Technology Description

Several biotechnologies can produce green H2 from organic biomass:.
1. Dark fermentation (DF) uses organic matter as the substrate. It relies on the biological conversion of organic compounds (waste/effluents/biomass) into H2 and other valuable green biobased molecules. Contrary to other biological processes, DF is light-independent. The DF process presents the simplest reactor design and the easiest way of operation which reduce drastically the costs of production. DF is carried out by strict or facultative anaerobic bacteria, that release H2 during the fermentation of organic substrates.
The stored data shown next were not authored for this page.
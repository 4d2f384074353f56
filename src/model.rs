use once_cell::sync::Lazy;
use regex::Regex;
use serde::{Deserialize, Deserializer, Serialize};
use std::convert::TryFrom;
use thiserror::Error;

pub const VMNAME_PATTERN: &str = r"^[a-zA-Z0-9_-]+$";
pub const ACTION_ALLOW: &str = "allow";
pub const ACTION_REJECT: &str = "reject";

static VMNAME_RE: Lazy<Regex> = Lazy::new(|| Regex::new(VMNAME_PATTERN).unwrap());

/// Positional layout of an `entries` row:
/// (id, vmname, comment, source, service, action, input_source).
pub type Row = (i64, String, String, String, String, String, String);

#[derive(Debug, Clone, PartialEq, Eq, Error)]
pub enum ValidationError {
    #[error("vmname {value:?} must match pattern: {pattern}")]
    Vmname { value: String, pattern: &'static str },
    #[error("action {value:?} must be one of: [allow, reject]")]
    Action { value: String },
}

impl ValidationError {
    /// Name of the offending field.
    pub fn field(&self) -> &'static str {
        match self {
            ValidationError::Vmname { .. } => "vmname",
            ValidationError::Action { .. } => "action",
        }
    }
}

pub fn validate_vmname(name: &str) -> Result<(), ValidationError> {
    if VMNAME_RE.is_match(name) {
        Ok(())
    } else {
        Err(ValidationError::Vmname {
            value: name.to_string(),
            pattern: VMNAME_PATTERN,
        })
    }
}

pub fn validate_action(action: &str) -> Result<(), ValidationError> {
    match action {
        ACTION_ALLOW | ACTION_REJECT => Ok(()),
        _ => Err(ValidationError::Action {
            value: action.to_string(),
        }),
    }
}

/// Raw, unvalidated field values for an entry, as received from a client.
#[derive(Debug, Clone, Default, Deserialize)]
pub struct EntryFields {
    #[serde(default)]
    pub id: Option<i64>,
    pub vmname: String,
    pub comment: String,
    pub source: String,
    pub service: String,
    /// `None` only when the field was omitted; an explicit `null` is rejected.
    #[serde(default, deserialize_with = "present")]
    pub action: Option<String>,
    pub input_source: String,
}

fn present<'de, D>(deserializer: D) -> Result<Option<String>, D::Error>
where
    D: Deserializer<'de>,
{
    String::deserialize(deserializer).map(Some)
}

/// A firewall rule entry. Only constructible through validation (or by
/// decoding a stored row), so `vmname` and `action` always hold valid values.
#[derive(Debug, Clone, PartialEq, Eq, Serialize, Deserialize)]
#[serde(try_from = "EntryFields")]
pub struct Entry {
    id: Option<i64>,
    vmname: String,
    comment: String,
    source: String,
    service: String,
    action: String,
    input_source: String,
}

impl Entry {
    pub fn construct(fields: EntryFields) -> Result<Entry, ValidationError> {
        validate_vmname(&fields.vmname)?;
        let action = fields.action.unwrap_or_else(|| ACTION_ALLOW.to_string());
        validate_action(&action)?;

        Ok(Entry {
            id: fields.id,
            vmname: fields.vmname,
            comment: fields.comment,
            source: fields.source,
            service: fields.service,
            action,
            input_source: fields.input_source,
        })
    }

    /// Rows were validated on their way in, so nothing is re-checked here.
    pub fn decode_row(row: Row) -> Entry {
        let (id, vmname, comment, source, service, action, input_source) = row;
        Entry {
            id: Some(id),
            vmname,
            comment,
            source,
            service,
            action,
            input_source,
        }
    }

    pub fn id(&self) -> Option<i64> {
        self.id
    }

    pub fn vmname(&self) -> &str {
        &self.vmname
    }

    pub fn comment(&self) -> &str {
        &self.comment
    }

    pub fn source(&self) -> &str {
        &self.source
    }

    pub fn service(&self) -> &str {
        &self.service
    }

    pub fn action(&self) -> &str {
        &self.action
    }

    pub fn input_source(&self) -> &str {
        &self.input_source
    }

    /// The six fields that make two entries the same logical rule. The
    /// store-assigned id is not part of it.
    pub fn identity(&self) -> [&str; 6] {
        [
            &self.vmname,
            &self.comment,
            &self.source,
            &self.service,
            &self.action,
            &self.input_source,
        ]
    }

    pub fn same_entry(&self, other: &Entry) -> bool {
        self.identity() == other.identity()
    }
}

impl TryFrom<EntryFields> for Entry {
    type Error = ValidationError;

    fn try_from(fields: EntryFields) -> Result<Self, Self::Error> {
        Entry::construct(fields)
    }
}
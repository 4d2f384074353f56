use crate::db::Store;
use crate::error::Result;
use crate::model::{Entry, Row};

/// In-process `Store` for tests and `--in-memory` runs. Applies the same
/// identity uniqueness rule as the Postgres table and hands out ids from a
/// monotonically increasing counter, never reusing one.
#[derive(Debug)]
pub struct MemoryStore {
    rows: Vec<Row>,
    next_id: i64,
}

impl Default for MemoryStore {
    fn default() -> MemoryStore {
        MemoryStore {
            rows: Vec::new(),
            next_id: 1,
        }
    }
}

impl MemoryStore {
    pub fn new() -> MemoryStore {
        MemoryStore::default()
    }

    pub fn len(&self) -> usize {
        self.rows.len()
    }

    pub fn is_empty(&self) -> bool {
        self.rows.is_empty()
    }
}

fn identity(row: &Row) -> [&str; 6] {
    [&row.1, &row.2, &row.3, &row.4, &row.5, &row.6]
}

impl Store for MemoryStore {
    fn find_id(&mut self, entry: &Entry) -> Result<Option<i64>> {
        let wanted = entry.identity();
        Ok(self
            .rows
            .iter()
            .find(|row| identity(row) == wanted)
            .map(|row| row.0))
    }

    fn insert(&mut self, entry: &Entry) -> Result<Option<i64>> {
        if self.find_id(entry)?.is_some() {
            return Ok(None);
        }
        let id = self.next_id;
        self.next_id += 1;
        self.rows.push((
            id,
            entry.vmname().to_string(),
            entry.comment().to_string(),
            entry.source().to_string(),
            entry.service().to_string(),
            entry.action().to_string(),
            entry.input_source().to_string(),
        ));
        Ok(Some(id))
    }

    fn fetch_by_id(&mut self, id: i64) -> Result<Option<Row>> {
        Ok(self.rows.iter().find(|row| row.0 == id).cloned())
    }

    fn fetch_all(&mut self) -> Result<Vec<Row>> {
        Ok(self.rows.clone())
    }

    fn fetch_by_vmname(&mut self, vmname: &str) -> Result<Vec<Row>> {
        Ok(self
            .rows
            .iter()
            .filter(|row| row.1 == vmname)
            .cloned()
            .collect())
    }

    fn delete_by_id(&mut self, id: i64) -> Result<u64> {
        let before = self.rows.len();
        self.rows.retain(|row| row.0 != id);
        Ok((before - self.rows.len()) as u64)
    }
}

#[cfg(test)]
mod tests {
    use super::*;
    use crate::model::EntryFields;

    fn entry(vmname: &str, comment: &str) -> Entry {
        Entry::construct(EntryFields {
            vmname: vmname.to_string(),
            comment: comment.to_string(),
            ..EntryFields::default()
        })
        .unwrap()
    }

    #[test]
    fn insert_rejects_identity_duplicates() {
        let mut store = MemoryStore::new();
        assert_eq!(store.insert(&entry("web01", "a")).unwrap(), Some(1));
        assert_eq!(store.insert(&entry("web01", "a")).unwrap(), None);
        assert_eq!(store.insert(&entry("web01", "b")).unwrap(), Some(2));
        assert_eq!(store.len(), 2);
    }

    #[test]
    fn ids_are_not_reused_after_delete() {
        let mut store = MemoryStore::new();
        let id = store.insert(&entry("web01", "a")).unwrap().unwrap();
        assert_eq!(store.delete_by_id(id).unwrap(), 1);
        assert_eq!(store.delete_by_id(id).unwrap(), 0);
        assert_eq!(store.insert(&entry("web01", "a")).unwrap(), Some(id + 1));
    }
}
use actix_web::web;
use fwcmdb::config::{Config, Opt};
use fwcmdb::db::{self, PgStore};
use fwcmdb::memory::MemoryStore;
use fwcmdb::{http, logger, Repository};
use log::{error, warn};
use std::process;
use structopt::StructOpt;

fn main() {
    logger::init();
    let opt = Opt::from_args();

    let config = match Config::load(&opt) {
        Ok(config) => config,
        Err(e) => {
            error!("{}", e);
            process::exit(1);
        }
    };

    // The blocking postgres client drives its own runtime, so it has to be
    // connected before the actix system starts.
    let repo = if opt.in_memory {
        warn!("running with an in-memory store, entries are lost on exit");
        Repository::new(MemoryStore::new())
    } else {
        match db::init(&config.database) {
            Ok(client) => Repository::new(PgStore::new(client)),
            Err(e) => {
                error!(
                    "Failed to connect to database. It might not be up yet.\n{}",
                    e
                );
                process::exit(1);
            }
        }
    };
    let repo = web::Data::new(repo);

    // The postgres client owns a runtime, which may not be dropped from inside
    // an actix worker. Hold a handle here so the last reference is released
    // on this thread once the system has stopped.
    let served = actix_web::rt::System::new().block_on(http::serve(repo.clone(), &config));
    drop(repo);
    if let Err(e) = served {
        error!("server failed with: {}", e);
        process::exit(1);
    }
}
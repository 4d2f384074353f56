//! Error types for entry operations.

use crate::model::ValidationError;
use thiserror::Error;

pub type BoxError = Box<dyn std::error::Error + Send + Sync>;

#[derive(Debug, Error)]
pub enum Error {
    /// A field failed its constraint before anything touched the store.
    #[error("{0}")]
    Validation(#[from] ValidationError),

    /// Nothing matched. An expected outcome, not a defect.
    #[error("{0}")]
    NotFound(String),

    /// The entry addressed by id is owned by another vmname.
    #[error("entry {id} found but vmname {actual:?} does not match {expected:?}")]
    IdentityMismatch {
        id: i64,
        expected: String,
        actual: String,
    },

    /// Connectivity or query failure in the store.
    #[error("store failure: {0}")]
    Store(#[source] BoxError),

    #[error("configuration error: {0}")]
    Config(String),
}

pub type Result<T> = std::result::Result<T, Error>;

impl Error {
    pub fn not_found<S: Into<String>>(detail: S) -> Error {
        Error::NotFound(detail.into())
    }

    pub fn is_not_found(&self) -> bool {
        matches!(self, Error::NotFound(_))
    }
}

impl From<postgres::Error> for Error {
    fn from(err: postgres::Error) -> Self {
        Error::Store(Box::new(err))
    }
}

#[cfg(test)]
mod tests {
    use super::*;

    #[test]
    fn store_failures_are_not_not_found() {
        let err = Error::Store("connection reset".into());
        assert!(!err.is_not_found());
        assert_eq!(err.to_string(), "store failure: connection reset");
    }

    #[test]
    fn validation_errors_convert() {
        let err: Error = ValidationError::Action {
            value: "Allow".to_string(),
        }
        .into();
        assert!(matches!(err, Error::Validation(_)));
        assert_eq!(err.to_string(), "action \"Allow\" must be one of: [allow, reject]");
    }

    #[test]
    fn mismatch_message_names_both_vmnames() {
        let err = Error::IdentityMismatch {
            id: 4,
            expected: "web01".to_string(),
            actual: "db02".to_string(),
        };
        assert_eq!(
            err.to_string(),
            "entry 4 found but vmname \"db02\" does not match \"web01\""
        );
    }
}
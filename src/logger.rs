//! `env_logger` setup with a default filter when `RUST_LOG` is unset.

use env_logger::Env;

pub const DEFAULT_FILTER: &str = "info,actix_web=info,postgres=warn,tokio_postgres=warn";

pub fn init() {
    env_logger::Builder::from_env(Env::default().default_filter_or(DEFAULT_FILTER)).init();
}
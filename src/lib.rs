pub mod config;
pub mod db;
pub mod error;
pub mod http;
pub mod logger;
pub mod memory;
pub mod model;
pub mod repo;

pub use error::{Error, Result};
pub use model::{Entry, EntryFields, ValidationError};
pub use repo::Repository;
Although DF can be applied on most of the waste or effluents, carbohydrate-rich waste presents the highest performances and can be more easily used as feedstocks. Nonetheless, H2 yields in dark fermentation are limited by thermodynamics. It is now well known that microbial interactions and dynamics in dark fermentation can strongly impact process performances and better understanding of these interactions is a key factor to improve and stabilise fermentative hydrogen production.
2. Water-splitting photosynthetic processes: under certain conditions, green algae and cyanobacteria can be used to generate molecular hydrogen. Two type of processes exists: direct biophotolysis, when light is irradiated during hydrogen evolution, or indirect biophotolysis when light is not irradiated during hydrogen evolution. Direct biophotolysis is an attractive process since solar energy is used to convert a readily available substrate, water, to oxygen and hydrogen. Microalgae, such as green algae and Cyanobacteria (blue-green algae), containing hydrogenases, have the ability to produce hydrogen. The main drawback of direct biophotolysis is that the process is limited because of the strong inhibition of hydrogenase by the oxygen produced (it is necessary to maintain the oxygen content below 0.1%, which is very difficult without additional energy demand and cost). In indirect biophotolysis, cyanobacteria and microalgae produce hydrogen through photosynthesis, with oxygen and hydrogen production occurring at different times. This avoids enzyme deactivation and explosive gas mixtures, but also makes hydrogen purification easier. Biophotolysis, is an immature technology, applied only at laboratory scale.
3. Bioelectrochemical systems for hydrogen production. At lab-scale, microbial electrolysis cells can be divided into single and double chamber depending on the presence of an ion exchange membrane (IEM) that separates the anodic and cathodic compartments. Electroactive microorganisms grow as a biofilm on the anode whereas abiotic hydrogen evolution takes place at the cathode. These microorganisms can degrade organic matter and transfer electrons extracellularly, which travel from the anode to the cathode through the electric circuit and reduce protons on the cathode, thereby forming hydrogen.

Relevance for Net Zero

Other alternative technologies for hydrogen production from fossil sources with CCS and electrolysis are currently more developed and cost-competitive. However, this technology has the potential to deliver zero-carbon hydrogen, and new processes are at the lab scale which could significantly lower cost and improve efficiency.